The NRA’s vigorous opposition to a domestic violence bill awaiting the governor’s signature in Delaware sheds new light on the gun-rights group’s legislative strategy when confronted with that highly sensitive issue. As the Trace reported last month, state lawmakers have been able to get the powerful lobby to play ball — up to a point. The fight in Delaware shows where that tacit cooperation ends.
SB 83, which passed both chambers of the Democratic-controlled legislature in June, would expand the definition of intimate partner to include persons who are in “substantive dating relationships” but do not live together. The NRA attacked the bill, which also mandates the removal of firearms and ammunition from those served with an order of protection, saying it was “designed to bypass due process to deprive gun owners of their rights in domestic abuse proceedings.”

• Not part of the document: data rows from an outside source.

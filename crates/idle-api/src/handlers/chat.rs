use axum::{
    extract::State,
    response::sse::{Event, KeepAlive, Sse},
    Json,
};
use futures::stream::{Stream, StreamExt};
use idle_types::{ChatRequestBody, ChatStreamEvent};
use std::convert::Infallible;
use std::sync::Arc;
use tokio_stream::wrappers::ReceiverStream;

use crate::{error::ApiResult, state::AppState};

/// Stream an assistant response as Server-Sent Events
///
/// Setup failures (e.g. an unusable API key) answer 500 before any byte is
/// streamed. Everything that goes wrong later arrives as an `error` event.
pub async fn chat_stream(
    State(state): State<Arc<AppState>>,
    Json(body): Json<ChatRequestBody>,
) -> ApiResult<Sse<impl Stream<Item = Result<Event, Infallible>>>> {
    let receiver = state.dispatcher.stream(body)?;

    let sse_stream = ReceiverStream::new(receiver).map(|event| Ok::<Event, Infallible>(to_sse_event(&event)));

    Ok(Sse::new(sse_stream).keep_alive(KeepAlive::default()))
}

fn to_sse_event(event: &ChatStreamEvent) -> Event {
    let sse = Event::default().event(event.event_type());
    match sse.json_data(event) {
        Ok(sse) => sse,
        Err(e) => {
            tracing::error!(error = %e, event_type = event.event_type(), "Failed to serialize stream event");
            Event::default().event("error").data(r#"{"type":"error","errorText":"serialization failed"}"#)
        }
    }
}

That extension of protections to dating partners appears to be the line the NRA won’t cross. In some states, lawmakers have handed over domestic violence bills featuring gun prohibitions to NRA state representatives very early in the process and found common ground. But when bills have looked to change the definition of relationships that can be considered “domestic,” the NRA has balked.
In Louisiana, for example, someone who abuses a romantic partner they do not live with is still allowed to carry a gun. Rep. Helena Moreno, a Democrat, hoped to change that this year with a bill that expanded the state’s criteria for domestic abuse to include violence at the hands of a “household member, family member, or dating partner.” Though Moreno and her fellow lawmakers had worked with gun-rights groups to pass domestic violence legislation the year before, this year, NRA resistance proved too difficult to surmount.
The same happened in Oregon, where a lawmaker elected to remove dating partners from her bill in order for it to move forward. From the Trace’s earlier report:
Democratic Sen. Laurie Monnes Anderson introduced a bipartisan bill that would prohibit anyone subject to a restraining order or convicted of misdemeanor domestic violence from possessing a gun. It would also have expanded the definition of “domestic” to include dating partners. She brought it to her state’s NRA lobbyists as a measure of good faith.
She tells The Trace that two of her colleagues warned her, “‘You’re not going to get anywhere, and they’re not going to respond.’ But you know, it happened. They came into my office. I said, ‘I want a bill that passes. Analyze my bill and tell me what’s good and what isn’t.’” The NRA representatives took issue with Oregon’s definition of domestic partner, saying it couldn’t be more expansive than federal law. Anderson acquiesced, and the Republican caucus worked with the NRA to hammer out the language.
There is no universal definition for a domestic violence victim. The Centers for Disease Control sets the parameters to include spouses, dating partners, or ongoing sexual partners, as does the Department of Justice. But the Lautenberg Amendment, which bans access to firearms for misdemeanor domestic violence offenders, restricts the definition of victims to those who live with their abusers or have children with them. The amendment can also only be enforced by federal agents — of which there are few, compared to state law enforcement officials — leading states to enact their own mechanisms to keep guns out of the hands of domestic abusers.
One gun violence–prevention advocate, who asked not to be named, tells The Trace that this lag between cultural norms and legislation is like the Internet loophole through which firearms can be privately bought and sold without a background check.
“Those laws haven’t caught up with technology. Domestic violence laws haven’t caught up with cultural change,” the source said.